[DRAFT] feat: added client side metric instrumentation to read_rows and mutate_rows#16758
Conversation
There was a problem hiding this comment.
Code Review
This pull request integrates client-side metrics tracking into Bigtable data operations, including ReadRows and MutateRows, for both asynchronous and synchronous implementations. It introduces tracked_retry to capture operation metrics and refactors read_row to utilize operation classes directly, supported by extensive new system and unit tests. Feedback identifies opportunities to improve the efficiency of read_row by using next() or __anext__ on generators instead of converting them to lists, and suggests adding a type ignore comment in the synchronous code for consistency.
| sleep_generator, | ||
| operation_timeout, | ||
| exception_factory=_retry_exception_factory, | ||
| self._operation = lambda: tracked_retry( |
There was a problem hiding this comment.
where did sleep_generator and exception_factory go? will this still wrap timeout exceptions correctly into Deadline Exceeded excetpion?
There was a problem hiding this comment.
| raise close_exception | ||
| except Exception as generic_exception: | ||
| # handle exceptions in retry wrapper | ||
| raise generic_exception |
There was a problem hiding this comment.
Should we try extract the status code from Exception and call end_with_status in this block also?

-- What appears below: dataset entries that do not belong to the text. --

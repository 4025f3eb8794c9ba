//! Error handling for the TaskView core layer.
//!
//! The main error type for this crate is [`CoreError`], which encapsulates
//! more specific errors like [`ConfigError`] and [`LoggingError`]. All of them
//! are defined with `thiserror`.
//!
//! # Examples
//!
//! ```rust,ignore
//! use taskview_core::error::CoreError;
//!
//! fn read_settings(path: &std::path::Path) -> Result<String, CoreError> {
//!     std::fs::read_to_string(path).map_err(|source| CoreError::Filesystem {
//!         message: "Failed to read settings".to_string(),
//!         path: path.to_path_buf(),
//!         source,
//!     })
//! }
//! ```

use std::io;
use std::path::PathBuf;
use thiserror::Error;

/// Core error type for TaskView.
///
/// This enum represents all errors that can occur in the core layer. Higher layers
/// usually wrap it rather than matching on its variants.
#[derive(Debug, Error)]
pub enum CoreError {
    /// Errors related to configuration loading, parsing, or validation.
    #[error("Configuration Error: {0}")]
    Config(#[from] ConfigError),

    /// Errors that occur while setting up the logging system.
    #[error("Logging Error: {0}")]
    Logging(#[from] LoggingError),

    /// Filesystem failures that are not covered by the configuration variants.
    /// Includes a message, the path involved, and the source I/O error.
    #[error("Filesystem Error: {message} (Path: {path:?})")]
    Filesystem {
        message: String,
        path: PathBuf,
        #[source]
        source: io::Error,
    },
}

/// Error type for configuration-related operations.
///
/// Typically wrapped by [`CoreError::Config`].
#[derive(Debug, Error)]
pub enum ConfigError {
    /// An error occurred while attempting to read a configuration file.
    #[error("Failed to read configuration file from {path:?}")]
    ReadError {
        path: PathBuf,
        #[source]
        source: io::Error,
    },

    /// The configuration file is not valid TOML or does not match the schema.
    #[error("Failed to parse configuration file: {0}")]
    ParseError(#[from] toml::de::Error),

    /// Invalid configuration values after successful parsing.
    #[error("Configuration validation failed: {0}")]
    ValidationError(String),

    /// A required base directory (e.g. XDG config/data home) could not be determined.
    #[error("Could not determine base directory for {dir_type}")]
    DirectoryUnavailable { dir_type: String },
}

/// Error type for logging setup.
#[derive(Debug, Error)]
pub enum LoggingError {
    /// The global subscriber could not be installed.
    #[error("Failed to initialize logging: {0}")]
    InitializationFailure(String),

    /// The configured level or filter directive is not valid.
    #[error("Failed to set log filter: {0}")]
    FilterError(String),
}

For example, if the stream timed out mid stream, will it be captured in the metrics?
There was a problem hiding this comment.
In this case, the exceptions are being captured by the tracked_retry object. I tried to cover the various tracking strategies here: go/bigtable-csm-python
| bt_exceptions.FailedMutationEntryError(idx, entry, cause_exc) | ||
| ) | ||
| if all_errors: | ||
| raise bt_exceptions.MutationsExceptionGroup( |
There was a problem hiding this comment.
will this affect extracting the grpc status code for the metric since we wrap it in a different exception?
There was a problem hiding this comment.
We have logic for converting exceptions to statuses is here. When we encounter an exception group, we use the last failure as the status
| bt_exceptions.FailedMutationEntryError(idx, entry, cause_exc) | ||
| ) | ||
| if all_errors: | ||
| raise bt_exceptions.MutationsExceptionGroup( |
There was a problem hiding this comment.
Same question here, will this error code get extracted correctly for metrics?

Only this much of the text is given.